Мы уже год с лишним как съехали из Подворья Барнарда и теперь жили в Тэмпле, в
Гарден-Корте, у самой реки.
С
некоторого времени мои занятия с мистером Попетом прекратились, но отношения
наши оставались самыми дружескими. При всей моей неспособности заняться
чем-нибудь определенным, – а мне хочется думать, что она объяснялась
беспокойством и полной неосведомленностью относительно моего положения и
средств к существованию, – я любил читать и неизменно читал по нескольку
часов в день. Дела Герберта понемногу шли на лад, у меня же все обстояло так,
как я описал в предыдущей главе.
Накануне
Герберт уехал по делам в Марсель. Я был один и тоскливо ощущал свое одиночество.
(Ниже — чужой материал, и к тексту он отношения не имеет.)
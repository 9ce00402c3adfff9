//! Pagination - 把文本单元切成一页页幻灯片
//!
//! - passage: 经文按节数 + 换行数分组
//! - slides: 歌词按固定窗口分组，可选双语交错

mod group;
mod passage;
mod slides;

pub use group::SlideGroup;
pub use passage::{
    paginate_passage, PassageLimits, DEFAULT_MAX_LINES_PER_GROUP, DEFAULT_MAX_VERSES_PER_GROUP,
};
pub use slides::{
    paginate_lines, BILINGUAL_LINES_PER_SLIDE, MONOLINGUAL_LINES_PER_SLIDE,
};
//! Slide - 交给渲染器的幻灯片描述
//!
//! 只携带内容与字号提示，不含任何版式计算。

use serde::{Deserialize, Serialize};
use std::path::PathBuf;

/// 幻灯片种类
#[derive(Debug, Clone, Copy, PartialEq, Eq, Serialize, Deserialize)]
#[serde(rename_all = "camelCase")]
pub enum SlideKind {
    Title,
    Body,
    TitleAndBody,
    ImageRight,
}

/// 字号提示（pt）
#[derive(Debug, Clone, Copy, PartialEq, Serialize, Deserialize)]
#[serde(rename_all = "camelCase")]
pub struct FontHints {
    pub primary_pt: f32,
    #[serde(skip_serializing_if = "Option::is_none")]
    pub secondary_pt: Option<f32>,
}

impl FontHints {
    pub fn new(primary_pt: f32) -> Self {
        Self {
            primary_pt,
            secondary_pt: None,
        }
    }

    pub fn with_secondary(primary_pt: f32, secondary_pt: f32) -> Self {
        Self {
            primary_pt,
            secondary_pt: Some(secondary_pt),
        }
    }
}

/// 幻灯片描述
#[derive(Debug, Clone, PartialEq, Serialize, Deserialize)]
#[serde(rename_all = "camelCase")]
pub struct SlideDescriptor {
    pub kind: SlideKind,
    pub primary_text: String,
    #[serde(skip_serializing_if = "Option::is_none")]
    pub secondary_text: Option<String>,
    #[serde(skip_serializing_if = "Option::is_none")]
    pub image: Option<PathBuf>,
    pub font: FontHints,
}

impl SlideDescriptor {
    pub fn title(text: impl Into<String>, font: FontHints) -> Self {
        Self {
            kind: SlideKind::Title,
            primary_text: text.into(),
            secondary_text: None,
            image: None,
            font,
        }
    }

    /// 带副标题的标题页（副标题为空时省略）
    pub fn title_with_subtitle(
        text: impl Into<String>,
        subtitle: Option<String>,
        font: FontHints,
    ) -> Self {
        Self {
            secondary_text: subtitle.filter(|s| !s.trim().is_empty()),
            ..Self::title(text, font)
        }
    }

    pub fn body(text: impl Into<String>, font: FontHints) -> Self {
        Self {
            kind: SlideKind::Body,
            primary_text: text.into(),
            secondary_text: None,
            image: None,
            font,
        }
    }

    /// 标题 + 正文；`primary_text` 为标题，`secondary_text` 为正文
    pub fn title_and_body(
        title: impl Into<String>,
        body: impl Into<String>,
        font: FontHints,
    ) -> Self {
        Self {
            kind: SlideKind::TitleAndBody,
            primary_text: title.into(),
            secondary_text: Some(body.into()),
            image: None,
            font,
        }
    }

    pub fn image_right(title: impl Into<String>, image: PathBuf, font: FontHints) -> Self {
        Self {
            kind: SlideKind::ImageRight,
            primary_text: title.into(),
            secondary_text: None,
            image: Some(image),
            font,
        }
    }

    /// 占位页，组装结束前会被回填
    pub(crate) fn placeholder() -> Self {
        Self::title(String::new(), FontHints::new(0.0))
    }
}

/// 模板尺寸
#[derive(Debug, Clone, Copy, PartialEq, Eq, Default, Serialize, Deserialize)]
#[serde(rename_all = "lowercase")]
pub enum TemplateSize {
    Small,
    #[default]
    Medium,
    Large,
}

impl TemplateSize {
    /// 从模板名解析尺寸；名称中包含 small/large 即可，其余情况为 medium
    pub fn from_hint(hint: Option<&str>) -> Self {
        let hint = hint.unwrap_or_default().to_lowercase();
        if hint.contains("small") {
            TemplateSize::Small
        } else if hint.contains("large") {
            TemplateSize::Large
        } else {
            TemplateSize::Medium
        }
    }

    pub fn preset(&self) -> FontPreset {
        match self {
            TemplateSize::Small => FontPreset {
                title: 70.0,
                song: 53.0,
                bible: 43.0,
                offering: 32.0,
            },
            TemplateSize::Medium => FontPreset {
                title: 50.0,
                song: 33.0,
                bible: 32.0,
                offering: 23.0,
            },
            TemplateSize::Large => FontPreset {
                title: 40.0,
                song: 27.0,
                bible: 23.0,
                offering: 16.0,
            },
        }
    }
}

/// 一套模板字号
#[derive(Debug, Clone, Copy, PartialEq)]
pub struct FontPreset {
    pub title: f32,
    pub song: f32,
    pub bible: f32,
    pub offering: f32,
}

impl FontPreset {
    /// 标题配图页左侧文字比标题小 10pt
    pub fn image_title(&self) -> f32 {
        self.title - 10.0
    }

    /// 双语歌词页缩小到 80%
    pub fn bilingual_song(&self) -> f32 {
        self.song * 0.8
    }
}

/// 版权页字号
pub const COPYRIGHT_FONT_PT: f32 = 10.0;

/// 标题页副标题字号
pub const SUBTITLE_FONT_PT: f32 = 8.0;
//! JSON Deck Renderer
//!
//! 把幻灯片描述序列化成 JSON 文档，供前端或其他工具排版。

use async_trait::async_trait;
use serde::Serialize;

use crate::application::ports::{DeckMetadata, DeckRendererPort, RenderError, RenderedDeck};
use crate::domain::SlideDescriptor;

#[derive(Debug, Serialize)]
#[serde(rename_all = "camelCase")]
struct DeckDocument<'a> {
    title: &'a str,
    date: &'a str,
    #[serde(skip_serializing_if = "Option::is_none")]
    template: Option<&'a str>,
    slide_count: usize,
    slides: &'a [SlideDescriptor],
}

/// JSON 渲染器
#[derive(Debug, Clone, Default)]
pub struct JsonDeckRenderer {
    pretty: bool,
}

impl JsonDeckRenderer {
    pub fn new(pretty: bool) -> Self {
        Self { pretty }
    }
}

#[async_trait]
impl DeckRendererPort for JsonDeckRenderer {
    async fn render(
        &self,
        metadata: &DeckMetadata,
        slides: &[SlideDescriptor],
    ) -> Result<RenderedDeck, RenderError> {
        let document = DeckDocument {
            title: &metadata.title,
            date: &metadata.date,
            template: metadata.template_name.as_deref(),
            slide_count: slides.len(),
            slides,
        };

        let bytes = if self.pretty {
            serde_json::to_vec_pretty(&document)
        } else {
            serde_json::to_vec(&document)
        }
        .map_err(|e| RenderError::SerializationError(e.to_string()))?;

        Ok(RenderedDeck {
            bytes,
            content_type: "application/json",
            file_extension: "json",
        })
    }
}

#[cfg(test)]
mod tests {
    use super::*;
    use crate::domain::FontHints;
    use std::path::PathBuf;

    #[tokio::test]
    async fn test_render_document() {
        let renderer = JsonDeckRenderer::new(false);
        let metadata = DeckMetadata {
            title: "Church - English Service".to_string(),
            date: "2024-03-03".to_string(),
            template_name: Some("medium".to_string()),
        };
        let slides = vec![
            SlideDescriptor::title("Welcome", FontHints::new(50.0)),
            SlideDescriptor::image_right("Bible Reading", PathBuf::from("assets/Bible/1.png"), FontHints::new(40.0)),
        ];

        let rendered = renderer.render(&metadata, &slides).await.unwrap();
        assert_eq!(rendered.content_type, "application/json");
        assert_eq!(rendered.file_extension, "json");

        let value: serde_json::Value = serde_json::from_slice(&rendered.bytes).unwrap();
        assert_eq!(value["slideCount"], 2);
        assert_eq!(value["template"], "medium");
        assert_eq!(value["slides"][0]["kind"], "title");
        assert_eq!(value["slides"][1]["kind"], "imageRight");
        assert_eq!(value["slides"][1]["image"], "assets/Bible/1.png");
        assert!(value["slides"][0].get("image").is_none());
        assert_eq!(value["slides"][0]["primaryText"], "Welcome");
        assert_eq!(value["slides"][0]["font"]["primaryPt"], 50.0);
        assert!(value["slides"][0].get("primary_text").is_none());
        assert!(value["slides"][0]["font"].get("secondaryPt").is_none());
    }
}
//! HTTP Layer - RESTful API
//!
//! 统一响应信封 `{errno, error, data}`

pub mod dto;
pub mod error;
pub mod handlers;
pub mod middleware;
pub mod routes;
pub mod server;
pub mod state;

pub use error::ApiError;
pub use routes::create_routes;
pub use server::{HttpServer, ServerConfig};
pub use state::AppState;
Не находя себе места от тревоги, устав без конца ждать, что завтра или через
неделю что-то прояснится, и без конца обманываться в своих ожиданиях, я сильно
скучал по веселому лицу и бодрой отзывчивости моего друга.
Погода
стояла ужасная: бури и дождь, бури и дождь, и грязь, грязь, грязь по щиколотку
на всех улицах… День за днем с востока наплывала на Лондон огромная тяжелая
пелена, словно там, на востоке, скопилось ветра и туч на целую вечность. Ветер
дул так яростно, что в городе с высоких зданий срывало железные крыши; в
деревне с корнем выдирало из земли деревья, уносило крылья ветряных мельниц; а
с побережья приходили невеселые вести о кораблекрушениях и жертвах. Неистовые
порывы ветра перемежались с ливнями, и минувший день, конец которого я решил просидеть
за книгой, был самым ненастным из всех.
Многое с
тех пор изменилось в этой части Тэмпла, – теперь она уже не так пустынна и
не так обнажена со стороны реки. Мы жили на верхнем этаже крайнего дома, и в
тот вечер, о котором я пишу, ветер, налетая с реки. сотрясал его до основания,
подобно пушечным выстрелам или морскому прибою. Когда ветром швыряло в оконные
стекла струи дождя и я, взглядывая на них, видел, как трясутся рамы, мне
казалось, что я сижу на маяке, среди бушующего моря. Временами дым из камина
врывался в комнату, словно не решаясь выйти на улицу в такую ночь, а когда я отворил
дверь и заглянул в пролет лестницы, на площадках задуло фонари; когда же я,
заслонив лицо руками, прильнул к черному стеклу окна (даже приоткрыть окно при
таком дожде и ветре нечего было и думать), то увидел, что и во дворе все фонари
задуло, что на мостах и на берегу они судорожно мигают, а искры от разведенных
на баржах костров летят по ветру, как докрасна раскаленные брызги дождя.
Я
положил часы перед собой на стол с тем, чтобы читать до одиннадцати. Не успел я
закрыть книгу, как часы на соборе св. Павла и на множестве церквей в Сити –
одни забегая вперед, другие в лад, третьи с запозданием – стали отбивать время.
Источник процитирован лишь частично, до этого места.